*** Opening of Data records ***

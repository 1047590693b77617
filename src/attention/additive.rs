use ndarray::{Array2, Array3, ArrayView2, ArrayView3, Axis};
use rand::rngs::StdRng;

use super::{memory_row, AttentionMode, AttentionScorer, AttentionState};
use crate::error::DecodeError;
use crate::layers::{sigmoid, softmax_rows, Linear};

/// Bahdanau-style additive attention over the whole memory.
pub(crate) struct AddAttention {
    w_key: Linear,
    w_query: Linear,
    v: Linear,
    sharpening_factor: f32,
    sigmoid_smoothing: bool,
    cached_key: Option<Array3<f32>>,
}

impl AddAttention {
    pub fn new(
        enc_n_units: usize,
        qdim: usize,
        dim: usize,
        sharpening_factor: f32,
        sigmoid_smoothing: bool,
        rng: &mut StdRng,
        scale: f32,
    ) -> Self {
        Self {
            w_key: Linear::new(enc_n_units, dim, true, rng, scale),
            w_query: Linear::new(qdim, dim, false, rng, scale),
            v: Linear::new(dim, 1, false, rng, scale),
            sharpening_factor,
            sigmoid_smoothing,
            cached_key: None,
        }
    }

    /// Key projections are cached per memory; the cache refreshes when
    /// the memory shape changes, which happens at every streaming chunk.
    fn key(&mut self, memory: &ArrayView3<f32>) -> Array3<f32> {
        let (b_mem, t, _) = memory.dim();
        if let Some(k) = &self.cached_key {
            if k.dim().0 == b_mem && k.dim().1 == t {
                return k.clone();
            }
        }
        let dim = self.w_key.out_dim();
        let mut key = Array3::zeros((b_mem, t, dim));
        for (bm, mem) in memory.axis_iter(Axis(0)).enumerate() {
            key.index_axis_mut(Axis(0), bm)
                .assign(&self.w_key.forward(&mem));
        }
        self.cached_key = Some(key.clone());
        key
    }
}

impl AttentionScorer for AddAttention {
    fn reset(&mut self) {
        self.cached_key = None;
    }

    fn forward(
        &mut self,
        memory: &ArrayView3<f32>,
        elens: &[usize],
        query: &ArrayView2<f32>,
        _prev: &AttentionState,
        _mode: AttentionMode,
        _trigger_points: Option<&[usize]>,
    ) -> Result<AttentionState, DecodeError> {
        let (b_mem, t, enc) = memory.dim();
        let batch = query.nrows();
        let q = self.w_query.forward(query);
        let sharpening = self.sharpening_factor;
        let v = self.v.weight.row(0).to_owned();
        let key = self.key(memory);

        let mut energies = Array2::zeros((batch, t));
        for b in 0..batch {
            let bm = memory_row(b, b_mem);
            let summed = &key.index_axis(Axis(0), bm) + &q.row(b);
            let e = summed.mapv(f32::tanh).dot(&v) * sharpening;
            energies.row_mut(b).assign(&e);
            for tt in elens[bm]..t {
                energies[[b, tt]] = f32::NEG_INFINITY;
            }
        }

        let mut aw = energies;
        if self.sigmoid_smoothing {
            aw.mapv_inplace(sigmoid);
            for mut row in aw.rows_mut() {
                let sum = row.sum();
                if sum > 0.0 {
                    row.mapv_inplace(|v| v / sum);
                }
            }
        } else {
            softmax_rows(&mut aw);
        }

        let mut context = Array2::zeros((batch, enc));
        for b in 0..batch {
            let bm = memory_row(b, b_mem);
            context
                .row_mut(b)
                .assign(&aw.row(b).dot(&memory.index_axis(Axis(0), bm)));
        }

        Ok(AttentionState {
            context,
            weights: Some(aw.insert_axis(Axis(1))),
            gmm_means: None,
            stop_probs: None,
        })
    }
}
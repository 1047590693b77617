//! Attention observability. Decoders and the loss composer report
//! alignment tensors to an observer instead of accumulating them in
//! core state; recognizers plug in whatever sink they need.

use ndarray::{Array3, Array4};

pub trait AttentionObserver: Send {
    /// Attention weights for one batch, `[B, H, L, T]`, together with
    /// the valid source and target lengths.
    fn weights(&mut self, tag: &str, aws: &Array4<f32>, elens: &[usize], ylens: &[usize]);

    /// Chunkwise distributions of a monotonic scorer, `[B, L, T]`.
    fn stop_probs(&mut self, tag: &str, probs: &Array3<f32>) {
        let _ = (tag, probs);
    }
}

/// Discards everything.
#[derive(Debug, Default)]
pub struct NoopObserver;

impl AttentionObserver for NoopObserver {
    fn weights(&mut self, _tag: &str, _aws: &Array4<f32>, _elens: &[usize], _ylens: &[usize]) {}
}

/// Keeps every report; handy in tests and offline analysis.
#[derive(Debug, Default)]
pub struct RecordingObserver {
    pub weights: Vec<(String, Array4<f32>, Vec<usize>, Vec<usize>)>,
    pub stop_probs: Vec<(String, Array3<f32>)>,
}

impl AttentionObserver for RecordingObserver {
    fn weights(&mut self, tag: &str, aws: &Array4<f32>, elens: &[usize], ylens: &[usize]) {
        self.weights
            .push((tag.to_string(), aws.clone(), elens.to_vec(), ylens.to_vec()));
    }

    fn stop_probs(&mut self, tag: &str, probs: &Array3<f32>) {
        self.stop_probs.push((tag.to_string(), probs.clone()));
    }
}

*** Close of Data records ***

Each line from the top of the data, up to and including the line that contains "cache refreshes when", should be set down exactly.

repository 1047590693b77617
filename src/attention/additive.rs
use ndarray::{Array2, Array3, ArrayView2, ArrayView3, Axis};
use rand::rngs::StdRng;

use super::{memory_row, AttentionMode, AttentionScorer, AttentionState};
use crate::error::DecodeError;
use crate::layers::{sigmoid, softmax_rows, Linear};

/// Bahdanau-style additive attention over the whole memory.
pub(crate) struct AddAttention {
    w_key: Linear,
    w_query: Linear,
    v: Linear,
    sharpening_factor: f32,
    sigmoid_smoothing: bool,
    cached_key: Option<Array3<f32>>,
}

impl AddAttention {
    pub fn new(
        enc_n_units: usize,
        qdim: usize,
        dim: usize,
        sharpening_factor: f32,
        sigmoid_smoothing: bool,
        rng: &mut StdRng,
        scale: f32,
    ) -> Self {
        Self {
            w_key: Linear::new(enc_n_units, dim, true, rng, scale),
            w_query: Linear::new(qdim, dim, false, rng, scale),
            v: Linear::new(dim, 1, false, rng, scale),
            sharpening_factor,
            sigmoid_smoothing,
            cached_key: None,
        }
    }

    /// Key projections are cached per memory; the cache refreshes when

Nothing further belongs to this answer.